What needs to be done:
Which lines below contain "Serialize"? Pull them out.

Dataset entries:

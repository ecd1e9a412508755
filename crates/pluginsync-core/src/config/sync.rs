//! Plugin synchronization configuration.

use serde::{Deserialize, Serialize};

/// Settings for the organization-to-plugin fan-out.
#[derive(Debug, Clone, Serialize, Deserialize)]
pub struct SyncConfig {
    /// Maximum number of plugin workers running at once per fan-out
    /// stage (0 = one worker per plugin, no cap).
    #[serde(default)]
    pub max_concurrency: usize,
    /// Timeout applied to each plugin ping. Unset leaves the HTTP
    /// client's default in place.
    #[serde(default)]
    pub ping_timeout_seconds: Option<u64>,
    /// `User-Agent` header sent with pings.
    #[serde(default = "default_user_agent")]
    pub user_agent: String,
}

impl Default for SyncConfig {
    fn default() -> Self {
        Self {
            max_concurrency: 0,
            ping_timeout_seconds: None,
            user_agent: default_user_agent(),
        }
    }
}

fn default_user_agent() -> String {
    concat!("pluginsync/", env!("CARGO_PKG_VERSION")).to_string()
}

Solution:
use serde::{Deserialize, Serialize};
#[derive(Debug, Clone, Serialize, Deserialize)]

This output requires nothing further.